New Mexico became the 24th state to remove the threat of jail as a punishment for possessing small amounts of marijuana on Wednesday.
Gov. Michelle Lujan Grisham (D) signed the cannabis decriminalization bill, which decreases penalties for possession of up to half an ounce of marijuana to a $50 fine. Penalties for possession of drug paraphernalia are also reduced under the legislation.
Lawmakers sent the bill to Grisham’s desk last month.
A fiscal impact report prepared by legislative staffers says that the new law “could have a positive fiscal impact on the courts, prosecutors, and public defenders; workloads could be lessened by reducing the charges of possession of marijuana up to one-half ounce and use or possession of drug paraphernalia to penalty assessments.”
Marijuana policy reform advocates are pleased that people caught possessing small amounts of cannabis will no longer be met with potential time behind bars, but they are disappointed that the legislature failed to pass broader legislation to end prohibition altogether.
“New Mexico just took an important step forward toward more humane marijuana policies. It will no longer brand cannabis consumers criminals or threaten them with jail time for simple possession,” said Karen O’Keefe, state policies director for the Marijuana Policy Project. “But it’s a shame that only one piece of the war on marijuana is ending in New Mexico this year.”
Last month, the New Mexico House of Representatives approved a more far-reaching bill to legalize marijuana and regulate its production and sales. The proposal, which differs from cannabis laws in other states in that it would have put sales mostly in state-run stores, later advanced through a Senate committee but did not make it to a floor vote in that chamber by the end of the legislative session.

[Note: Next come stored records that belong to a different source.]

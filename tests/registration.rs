//! End-to-end scenarios over the [`robin_register::Pipeline`] façade.

use nalgebra::{Rotation3, Vector3};
use rand::Rng;
use rand_distr::{Distribution, Uniform};

use robin_register::{Point3f, PointCloud, RegistrationConfig, RobinMode};

fn uniform_cloud(n: usize, rng: &mut impl Rng) -> PointCloud {
    let dist = Uniform::new(0.0_f32, 1.0_f32);
    let points: Vec<Point3f> = (0..n)
        .map(|_| Point3f::new(dist.sample(rng), dist.sample(rng), dist.sample(rng)))
        .collect();
    PointCloud::new(points)
}

fn apply_rigid(cloud: &PointCloud, r: &Rotation3<f32>, t: Vector3<f32>) -> PointCloud {
    let points: Vec<Point3f> = cloud.points().iter().map(|p| r * p + t).collect();
    PointCloud::new(points)
}

#[test]
fn unit_cube_corner_translation_is_recovered() {
    let mut rng = robin_register::rng::from_seed(1);
    let dist = Uniform::new(0.0_f32, 0.2_f32); // a corner patch, not the full cube
    let src_points: Vec<Point3f> = (0..1000)
        .map(|_| Point3f::new(dist.sample(&mut rng), dist.sample(&mut rng), dist.sample(&mut rng)))
        .collect();
    let src = PointCloud::new(src_points);
    let tgt = apply_rigid(&src, &Rotation3::identity(), Vector3::new(0.3, 0.0, 0.0));

    let cfg = RegistrationConfig::new(0.02).unwrap();
    let mut pipeline = robin_register::Pipeline::new(cfg);
    let solution = pipeline.estimate(&src, &tgt, &mut rng);

    assert!(solution.valid);
    let expected = nalgebra::Vector3::new(0.3_f64, 0.0, 0.0);
    assert!((solution.translation - expected).norm() < 0.01);
}

#[test]
fn rotation_is_recovered_under_heavy_descriptor_mismatch() {
    let mut rng = robin_register::rng::from_seed(2);
    let src = uniform_cloud(300, &mut rng);
    let yaw = 30.0_f32.to_radians();
    let r_true = Rotation3::from_axis_angle(&Vector3::z_axis(), yaw);
    let tgt = apply_rigid(&src, &r_true, Vector3::zeros());

    let cfg = RegistrationConfig::new(0.03).unwrap().with_robin_mode(RobinMode::MaxKCore);
    let mut pipeline = robin_register::Pipeline::new(cfg);
    let solution = pipeline.estimate(&src, &tgt, &mut rng);

    assert!(solution.valid);
    let recovered_yaw = solution.rotation[(1, 0)].atan2(solution.rotation[(0, 0)]);
    assert!((recovered_yaw.to_degrees() - 30.0).abs() < 2.0, "got {}", recovered_yaw.to_degrees());
}

#[test]
fn coplanar_input_is_invalid() {
    let mut rng = robin_register::rng::from_seed(3);
    let dist = Uniform::new(-1.0_f32, 1.0_f32);
    let src_points: Vec<Point3f> = (0..200)
        .map(|_| Point3f::new(dist.sample(&mut rng), dist.sample(&mut rng), 0.0))
        .collect();
    let src = PointCloud::new(src_points);
    let tgt = apply_rigid(&src, &Rotation3::identity(), Vector3::new(0.1, -0.05, 0.0));

    let cfg = RegistrationConfig::new(0.1).unwrap();
    let mut pipeline = robin_register::Pipeline::new(cfg);
    let solution = pipeline.estimate(&src, &tgt, &mut rng);

    assert!(!solution.valid);
}

#[test]
fn empty_inputs_are_invalid_with_no_solve_work() {
    let mut rng = robin_register::rng::from_seed(4);
    let cfg = RegistrationConfig::new(0.1).unwrap();
    let mut pipeline = robin_register::Pipeline::new(cfg);
    let empty = PointCloud::default();

    let solution = pipeline.estimate(&empty, &empty, &mut rng);

    assert!(!solution.valid);
    assert_eq!(solution.rotation, nalgebra::Matrix3::identity());
    assert_eq!(solution.translation, Vector3::zeros());
    assert_eq!(pipeline.initial_correspondence_count(), 0);
}

#[test]
fn non_overlapping_clouds_prune_to_a_small_set_and_do_not_panic() {
    let mut rng = robin_register::rng::from_seed(5);
    let src = uniform_cloud(200, &mut rng);
    let far_dist = Uniform::new(1000.0_f32, 1001.0_f32);
    let tgt_points: Vec<Point3f> = (0..200)
        .map(|_| Point3f::new(far_dist.sample(&mut rng), far_dist.sample(&mut rng), far_dist.sample(&mut rng)))
        .collect();
    let tgt = PointCloud::new(tgt_points);

    let cfg = RegistrationConfig::new(0.05).unwrap();
    let mut pipeline = robin_register::Pipeline::new(cfg);
    let _solution = pipeline.estimate(&src, &tgt, &mut rng);

    assert!(pipeline.pruned_correspondence_count() <= pipeline.initial_correspondence_count());
}

#[test]
fn quatro_recovers_yaw_on_a_ground_aligned_scan() {
    let mut rng = robin_register::rng::from_seed(6);
    let dist_xy = Uniform::new(-1.0_f32, 1.0_f32);
    let dist_z = Uniform::new(0.0_f32, 0.1_f32); // thin, ground-aligned slab
    let src_points: Vec<Point3f> = (0..400)
        .map(|_| Point3f::new(dist_xy.sample(&mut rng), dist_xy.sample(&mut rng), dist_z.sample(&mut rng)))
        .collect();
    let src = PointCloud::new(src_points);
    let r_true = Rotation3::from_axis_angle(&Vector3::z_axis(), 45.0_f32.to_radians());
    let tgt = apply_rigid(&src, &r_true, Vector3::zeros());

    let cfg = RegistrationConfig::new(0.03).unwrap().with_quatro(true);
    let mut pipeline = robin_register::Pipeline::new(cfg);
    let solution = pipeline.estimate(&src, &tgt, &mut rng);

    assert!(solution.valid);
    let recovered_yaw = solution.rotation[(1, 0)].atan2(solution.rotation[(0, 0)]);
    assert!((recovered_yaw.to_degrees() - 45.0).abs() < 1.0, "got {}", recovered_yaw.to_degrees());
}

“Voters support regulating, taxing, and legalizing cannabis for adult-use, and the Senate should have heeded their call,” O’Keefe said.
Grisham, who endorsed legalization during her election campaign last year, has said she will include moves to end prohibition on the legislature’s agenda for next session.
In the meantime, aside from signing the decriminalization bill into law, Grisham signed a hemp bill on Monday. Legislation to expand the state’s existing medical cannabis law is also pending on her desk, and she is calling on regulators to add opioid addiction as a medical marijuana qualifying condition.
Twenty-three other states and Washington, D.C. already have laws that have removed the threat of jail as a penalty for low-level marijuana offenses. That includes 10 states that have legalized cannabis for adults.
While the term “decriminalization” has been used to describe a broad group of laws, and there is no strict legal definition, the Marijuana Policy Project defines it as “a law that imposes penalties other than jail time for possession of marijuana, at a minimum, for a first offense.”
Last month, a Texas House committee approved a marijuana decriminalization bill that is now awaiting floor action.